An open house sign in the suburbs with a palm tree in the background.

Metro areas like Orlando, Florida have seen the number of homes for sale jump 50 percent so far this year, but Greater Boston’s only seen a 17.4 percent rise. iStock photo

Much of the United States is starting to see its years-long drought of housing inventory let up, but Massachusetts is still lagging behind.

Due to the high interest-rate environment dating back to 2022, homeowners have held on to homes they might have otherwise sold as the ultra-low rates on their current mortgages cannot be matched.

Sellers are then faced with not just high-interest rates but also higher home prices, which combine to either put the home they want out of reach or make it seem bad value for money.

The total number of homes on the market nationwide has risen throughout 2024, slightly increasing by 4 percent from May to June and currently stands nearly 23 percent above last year’s low level according to multiple listings service data compiled by Zillow that includes single-family homes and condominiums.

While states such as Florida have seen massive growth in inventory so far this year, the same can’t be said for Massachusetts. According to Zillow, while Orlando and Tampa all saw year-over-year inventory growth over 50 percent, Greater Boston saw a jump of just 17.4 percent from some of the lowest inventory levels ever recorded.
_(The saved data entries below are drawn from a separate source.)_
//! Error classification for the positioning engine
//!
//! Startup failures abort the process before any tick is served. Every other
//! error is scoped to a single update or a single tick and leaves the engine
//! able to continue.

use crate::core::BeaconId;
use crate::utils::config::ConfigError;
use std::path::PathBuf;
use thiserror::Error;

/// Result type for per-update and per-tick operations
pub type EngineResult<T> = Result<T, EngineError>;

/// Fatal errors raised while bringing the server up
#[derive(Debug, Error)]
pub enum StartupError {
    /// Beacon table missing or unreadable
    #[error("cannot read beacon configuration {}: {source}", .path.display())]
    Unreadable {
        path: PathBuf,
        #[source]
        source: std::io::Error,
    },
    /// Beacon table parsed but violates registry invariants
    #[error("malformed beacon configuration: {reason}")]
    Malformed { reason: String },
    /// Engine configuration rejected
    #[error(transparent)]
    Config(#[from] ConfigError),
    /// Update listener could not be bound
    #[error("cannot listen on {addr}: {source}")]
    Listen {
        addr: String,
        #[source]
        source: std::io::Error,
    },
}

impl StartupError {
    pub(crate) fn malformed(reason: impl Into<String>) -> Self {
        StartupError::Malformed { reason: reason.into() }
    }
}

/// Why an update message could not be decoded
#[derive(Debug, Clone, PartialEq, Error)]
pub enum MessageFault {
    /// No `@` separating id and distance
    #[error("expected <beacon_id>@<distance>")]
    MissingDelimiter,
    /// Nothing before the `@`
    #[error("beacon id is empty")]
    EmptyId,
    /// Distance token is not a number
    #[error("distance {token:?} is not a number")]
    NotANumber { token: String },
}

/// Which part of the power-center system collapsed
#[derive(Debug, Clone, Copy, PartialEq, Eq, Error)]
pub enum GeometryFault {
    /// First two beacons share an x coordinate
    #[error("first two beacons share an x coordinate")]
    SharedAbscissa,
    /// The three beacons are collinear or coincident
    #[error("beacons are collinear or coincident")]
    Collinear,
}

/// Recoverable engine errors
#[derive(Debug, Clone, PartialEq, Error)]
pub enum EngineError {
    #[error("beacon {id} is not registered")]
    UnknownBeacon { id: BeaconId },

    #[error("invalid distance {distance} for beacon {id}")]
    InvalidDistance { id: BeaconId, distance: f64 },

    #[error("invalid update message {message:?}: {fault}")]
    InvalidMessage { message: String, fault: MessageFault },

    #[error("{} beacon(s) have not reported a distance yet", .missing.len())]
    IncompleteData { missing: Vec<BeaconId> },

    #[error("cannot seed position from beacons {beacons:?}: {fault}")]
    DegenerateGeometry { beacons: Vec<BeaconId>, fault: GeometryFault },

    #[error("refinement did not converge after {iterations} iterations (residual norm {residual_norm:.3e})")]
    ConvergenceFailure { iterations: u32, residual_norm: f64 },

    #[error("singular Jacobian at ({x:.4}, {y:.4}), residual norm {residual_norm:.3e}")]
    SingularJacobian { x: f64, y: f64, residual_norm: f64 },
}

/// What the engine does after an error
#[derive(Debug, Clone, Copy, PartialEq, Eq)]
pub enum Disposition {
    /// Drop the offending update and keep the store as it was
    IgnoreUpdate,
    /// Report the failure and compute again on the next tick
    RetryNextTick,
}

impl EngineError {
    pub fn disposition(&self) -> Disposition {
        match self {
            EngineError::UnknownBeacon { .. }
            | EngineError::InvalidDistance { .. }
            | EngineError::InvalidMessage { .. } => Disposition::IgnoreUpdate,
            EngineError::IncompleteData { .. }
            | EngineError::DegenerateGeometry { .. }
            | EngineError::ConvergenceFailure { .. }
            | EngineError::SingularJacobian { .. } => Disposition::RetryNextTick,
        }
    }

    /// Stable name used as a structured log field
    pub fn kind(&self) -> &'static str {
        match self {
            EngineError::UnknownBeacon { .. } => "UnknownBeaconError",
            EngineError::InvalidDistance { .. } => "InvalidDistanceError",
            EngineError::InvalidMessage { .. } => "InvalidMessageError",
            EngineError::IncompleteData { .. } => "IncompleteDataError",
            EngineError::DegenerateGeometry { .. } => "DegenerateGeometryError",
            EngineError::ConvergenceFailure { .. } => "ConvergenceFailure",
            EngineError::SingularJacobian { .. } => "SingularJacobianError",
        }
    }
}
The same boom can be seen in houses for sale with Florida boasting 198,465 homes for sale (40.1 percent increase year over year) compared to Massachusetts’ measly gains of 18,144 homes for sale (12.9 percent year over year) according to data compiled by Redfin.

Graphic by Bill Samatis | Special to Banker & Tradesman

Low Supply, Less Volatility

Gibson Sotheby’s International Realty CEO Coleen Barry added that Massachusetts – Eastern Massachusetts in particular – has calmer cycles compared to other parts of the United States.

“We don’t have as much of – and forgive the expression – but a boom-and-bust cycle here, as you tend to see in other parts of the country,” she said.

In markets like Miami-Dade area or Las Vegas, there are more peaks and valleys compared to Eastern Massachusetts where housing market shifts aren’t as dramatic.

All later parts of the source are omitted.